Они заключаются в том, чтобы устроить свою жизнь на рациональных началах, в соот­ветствии с требованиями разума. Этим требованиям соответствуют законы мироздания. Между

человеком и миром существует соответствие, в принципе они однородны. Поэтому, если преодолеть невежество и предрассудки, человек может сделать свою жизнь счастливой. В чем состоит человеческое счастье, к чему должен стремиться человек и человечество, Просвеще­ние представляло себе довольно неопределенно. Сила его была вовсе не в мировоззренческом позитиве, а в критике культуры. Многое из того, что Просвещение поставило под вопрос или дискредитировало, давно заслужило своей участи. Совершенно неслучайно это буржуазное в своей основе течение стало течением, которое не имело сословных границ. Среди виднейших просветителей — множество дворян и даже представителей высшего слоя дворянства. Они искренне принимали Просвещение и становились его горячими сторонниками, несмотря на то, что оно предвещало скорый конец дворянской и полное торжество буржуазной культуры. Так, само наличие дворянства, аристократии и, тем более, монархии с позиций Просвещения лишено смысла. Оно покоится на предрассудках и невежестве. Правда, просветители привет­ствовали, скажем, просвещенный абсолютизм и просвещенных монархов. Таких, как Фрид­рих II в Пруссии, Иосиф II в Австрии или Екатерина П в России. В них они видели людей, способных быстро и успешно ввести Просвещение сверху.
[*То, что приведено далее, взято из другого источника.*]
#![warn(clippy::all)]
#![warn(clippy::pedantic)]

use rhizome::{make_root, Anchor, Internal, Participant, Root};

use counted::{init_log, Counted};

struct Holder {
    anchor: Anchor,
    held: Internal<Counted>,
}

impl Holder {
    fn new() -> Self {
        let anchor = Anchor::new();
        let held = Internal::new(&anchor);
        Self { anchor, held }
    }
}

impl Clone for Holder {
    fn clone(&self) -> Self {
        let anchor = Anchor::new();
        let held = Internal::adopt(&anchor, &self.held);
        Self { anchor, held }
    }
}

impl Participant for Holder {
    fn anchor(&self) -> Option<&Anchor> {
        Some(&self.anchor)
    }
}

#[test]
fn use_count_tracks_owners_of_every_kind() {
    init_log();

    let mut first = make_root(Counted::new());
    assert_eq!(first.use_count(), 1);
    assert!(first.unique());

    let second = first.clone();
    assert_eq!(first.use_count(), 2);
    assert_eq!(second.use_count(), 2);

    first.reset();
    assert_eq!(second.use_count(), 1);
    assert_eq!(first.use_count(), 0);
    assert!(first.is_null());

    // Internal handles held by stack objects count too.
    let holder = Holder::new();
    holder.held.set(&second);
    let holder2 = holder.clone();
    assert_eq!(second.use_count(), 3);
    assert_eq!(holder.held.use_count(), 3);
    assert_eq!(holder2.held.use_count(), 3);

    let third = Root::from_internal(&holder.held);
    assert_eq!(second.use_count(), 4);
    assert_eq!(third.use_count(), 4);

    drop(second);
    drop(third);
    assert_eq!(holder.held.use_count(), 2);
    assert_eq!(holder2.held.use_count(), 2);

    holder.held.reset();
    assert_eq!(holder2.held.use_count(), 1);
    assert!(!holder2.held.is_null());
    assert_eq!(Counted::instances(), 1);

    // Re-rooting from the last internal handle keeps the object alive.
    let first = Root::from_internal(&holder2.held);
    assert_eq!(holder2.held.use_count(), 2);
    assert_eq!(first.use_count(), 2);

    holder.held.set(&holder2.held);
    assert_eq!(holder2.held.use_count(), 3);
    assert_eq!(holder.held.use_count(), 3);
    assert_eq!(first.use_count(), 3);

    drop(holder);
    drop(holder2);
    drop(first);
    assert_eq!(Counted::instances(), 0);
}

#[test]
fn clone_of_empty_root_stays_empty() {
    init_log();

    let empty = Root::<Counted>::new();
    assert_eq!(empty.use_count(), 0);
    assert!(empty.is_null());

    let clone = empty.clone();
    assert!(clone.is_null());
    assert_eq!(clone.use_count(), 0);
}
Более или менее сознательно закры­вались глаза на то, что полное торжество Просвещения сделает ненужной и неуместной фигуру монарха. В какой-то степени это понимали и сами монархи. И тем не менее обаяние Просвещения было так велико и его действие на умы так неотразимо, что перед ним мало кто мог устоять. Парадокс этого течения культуры состоит в том, что оно, само по себе не обладая ни блеском, ни великолепием, ни глубиной, тем не менее вызывало у своих сторон­ников сегодня трудно объяснимый энтузиазм. В XVIII веке человечество бурно приветствова­ло подрыв и разрушение тех реалий жизни, которых в скором времени ему будет не хватать и по поводу которых у него возникнут ностальгические настроения.